*Instructions for the task:*
Give back nothing but the number of lines in these entries that contain the word "Replace".

Saved data entries
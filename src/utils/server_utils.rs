#![forbid(unsafe_code)]

use path_absolutize::Absolutize;
use std::ops::Deref;
use std::path::Path;

use poem::Request;

use log::{debug, LevelFilter};

// ***************************************************************************
// GENERAL PUBLIC FUNCTIONS
// ***************************************************************************
// ---------------------------------------------------------------------------
// get_absolute_path:
// ---------------------------------------------------------------------------
/** Replace tilde (~) and environment variable values in a path name and
 * then construct the absolute path name.  Unlike canonicalize, absolutize
 * does not care whether the file exists.
 *
 * On any failure the original path is returned unchanged.
 */
pub fn get_absolute_path(path: &str) -> String {
    // Replace ~ and environment variable values if possible.
    let s = match shellexpand::full(path) {
        Ok(x) => x,
        Err(_) => return path.to_owned(),
    };

    // Convert to absolute path if necessary.
    let p = Path::new(s.deref());
    let p1 = match p.absolutize() {
        Ok(x) => x,
        Err(_) => return path.to_owned(),
    };
    let p2 = match p1.to_str() {
        Some(x) => x,
        None => return path.to_owned(),
    };

    p2.to_owned()
}

// ***************************************************************************
//                                  Traits
// ***************************************************************************
pub trait RequestDebug {
    fn get_request_info(&self) -> String;
}

// ---------------------------------------------------------------------------
// debug_request:
// ---------------------------------------------------------------------------
// Dump http request information to the log.
pub fn debug_request(http_req: &Request, req: &impl RequestDebug) {
    // Check that debug or higher logging is in effect.
    if log::max_level() < LevelFilter::Debug {
        return;
    }
    debug!("{}", format_request(http_req, req));
}

// ---------------------------------------------------------------------------
// format_request:
// ---------------------------------------------------------------------------
fn format_request(http_req: &Request, req: &impl RequestDebug) -> String {
    // Accumulate the output.
    let mut s = "\n".to_string();

    // Restate the URI.
    let uri = http_req.uri();
    s += format!("  URI: {:?}\n", uri).as_str();

    // Accumulate the headers, never echoing credentials.
    for (name, value) in http_req.headers().iter() {
        if *name == poem::http::header::AUTHORIZATION {
            s += format!("  Header: {} = <redacted> \n", name).as_str();
        } else {
            s += format!("  Header: {} = {:?} \n", name, value).as_str();
        }
    }

    // List query parameters.
    if let Some(q) = uri.query() {
        s += format!("  Query Parameters: {:?}\n", q).as_str();
    } else {
        s += "  * No Query Parameters\n";
    }

    // Add the request's information.
    s += req.get_request_info().as_str();
    s
}

// ***************************************************************************
//                                  Tests
// ***************************************************************************
#[cfg(test)]
mod tests {
    use super::*;

    struct Body(&'static str);
    impl RequestDebug for Body {
        fn get_request_info(&self) -> String {
            format!("  Request body:\n    text: {}", self.0)
        }
    }

    #[test]
    fn absolute_path_is_unchanged() {
        assert_eq!(get_absolute_path("/tmp/x/y"), "/tmp/x/y");
    }

    #[test]
    fn relative_path_becomes_absolute() {
        let p = get_absolute_path("some/dir");
        assert!(Path::new(&p).is_absolute());
        assert!(p.ends_with("some/dir"));
    }

    #[test]
    fn formatted_request_hides_authorization() {
        let req = Request::builder()
            .uri(poem::http::Uri::from_static("/translate?lang=es"))
            .header("authorization", "Bearer sk-secret")
            .header("content-type", "application/json")
            .finish();
        let s = format_request(&req, &Body("hello"));
        assert!(!s.contains("sk-secret"));
        assert!(s.contains("<redacted>"));
        assert!(s.contains("lang=es"));
        assert!(s.contains("text: hello"));
    }
}
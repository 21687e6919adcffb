#![forbid(unsafe_code)]

// Prompt construction and the outbound completion call.
pub mod forwarder;
pub mod openai;
// ***************************************************************************
//                                  Tests
// ***************************************************************************
#[cfg(test)]
mod tests {
    use super::*;

    #[test]
    fn print_config() {
        println!("{:?}", Config::new());
    }

    #[test]
    fn default_config_is_valid() {
        let config = Config::new();
        assert!(config.validate().is_ok());
        assert_eq!(config.placeholder_token(), "{input_text}");
        assert_eq!(config.api_endpoint, "/translate");
        assert_eq!(config.request_property, "text");
        assert_eq!(config.response_property, "translatedText");
        assert_eq!(config.http_port, 5000);
    }

    #[test]
    fn partial_toml_keeps_defaults() {
        let toml = r#"
            http_port = 8080
            model = "gpt-4o-mini"
            prompt_template = "Summarize: {text_in}"
            placeholder = "text_in"
        "#;
        let config = parse_config(toml, "test.toml").unwrap();
        assert_eq!(config.http_port, 8080);
        assert_eq!(config.model, "gpt-4o-mini");
        assert_eq!(config.api_endpoint, DEFAULT_API_ENDPOINT);
        assert_eq!(config.api_key_env, DEFAULT_API_KEY_ENV);
        assert!(config.validate().is_ok());
    }

    #[test]
    fn bad_toml_is_rejected() {
        assert!(parse_config("http_port = \"not a number\"", "test.toml").is_err());
    }

    #[test]
    fn template_without_placeholder_is_rejected() {
        for template in ["no slot here", "escaped {{input_text}} only"] {
            let config = Config { prompt_template: template.to_string(), ..Config::new() };
            assert!(matches!(config.validate(), Err(Errors::InvalidConfig(_))), "{}", template);
        }
    }

    #[test]
    fn reserved_endpoints_are_rejected() {
        for endpoint in ["/", "translate", "/spec", "/spec_yaml", "/v1", "/v1/translate"] {
            let config = Config { api_endpoint: endpoint.to_string(), ..Config::new() };
            assert!(config.validate().is_err(), "accepted {}", endpoint);
        }
        let config = Config { api_endpoint: "/v1translate".to_string(), ..Config::new() };
        assert!(config.validate().is_ok());
    }

    #[test]
    fn root_dir_precedence() {
        let env_dir = Some("/tmp/from_env".to_string());
        let arg_dir = Some("/tmp/from_arg".to_string());
        assert_eq!(resolve_root_dir(env_dir, arg_dir.clone()), "/tmp/from_env");
        assert_eq!(resolve_root_dir(None, arg_dir), "/tmp/from_arg");
        assert!(resolve_root_dir(None, None).ends_with(".prompt_server"));
    }

    #[test]
    fn runtime_ctx_debug_redacts_key() {
        let ctx = RuntimeCtx {
            parms: Parms { config_file: String::new(), config: Config::new() },
            api_key: Some("sk-secret".to_string()),
            app_dirs: AppDirs { root_dir: "/r".to_string(), config_dir: "/r/config".to_string() },
        };
        let s = format!("{:?}", ctx);
        assert!(!s.contains("sk-secret"));
        assert!(s.contains("<redacted>"));
    }
}
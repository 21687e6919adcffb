#![forbid(unsafe_code)]

pub mod config;
pub mod errors;
pub mod server_utils;
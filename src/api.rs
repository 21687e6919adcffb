#![forbid(unsafe_code)]

use std::sync::Arc;

use poem::endpoint::StaticFileEndpoint;
use poem::{get, post, EndpointExt, Route};
use poem_openapi::OpenApiService;

use crate::completion::forwarder::{CompletionClient, Forwarder};
use crate::utils::config::{Config, SPEC_PATH, SPEC_YAML_PATH, VERSIONED_PREFIX};
use crate::utils::server_utils::get_absolute_path;

pub mod translate;
pub mod version;

use translate::TranslateState;
use version::VersionApi;

// ---------------------------------------------------------------------------
// build_app:
// ---------------------------------------------------------------------------
/** Assemble every route the server exposes.  The completion client is
 * injected so tests can substitute a double for the real provider.
 */
pub fn build_app(config: &Config, client: Arc<dyn CompletionClient>) -> Route {
    // The single translate-style endpoint and its per-process state.
    let state = Arc::new(TranslateState::new(
        Forwarder::from_config(client, config),
        config.request_property.clone(),
        config.response_property.clone(),
    ));

    // Versioned api documented through openapi.
    let server_url = format!("http://{}:{}{}", config.http_addr, config.http_port, VERSIONED_PREFIX);
    let api_service = OpenApiService::new(VersionApi, config.title.clone(), env!("CARGO_PKG_VERSION"))
        .server(server_url);
    let spec = api_service.spec_endpoint();
    let spec_yaml = api_service.spec_endpoint_yaml();

    // The landing page is served byte for byte from disk.
    let index = StaticFileEndpoint::new(get_absolute_path(&config.index_file));

    Route::new()
        .at("/", get(index))
        .at(&config.api_endpoint, post(translate::translate).data(state))
        .nest(VERSIONED_PREFIX, api_service)
        .at(SPEC_PATH, spec)
        .at(SPEC_YAML_PATH, spec_yaml)
}
// SPDX-License-Identifier: MIT
// SPDX-FileCopyrightText: 2026 ® John Hauger Mitander <john@oxidity.com>

pub mod constants;
pub mod error;
pub mod session;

*Output for this task:*
2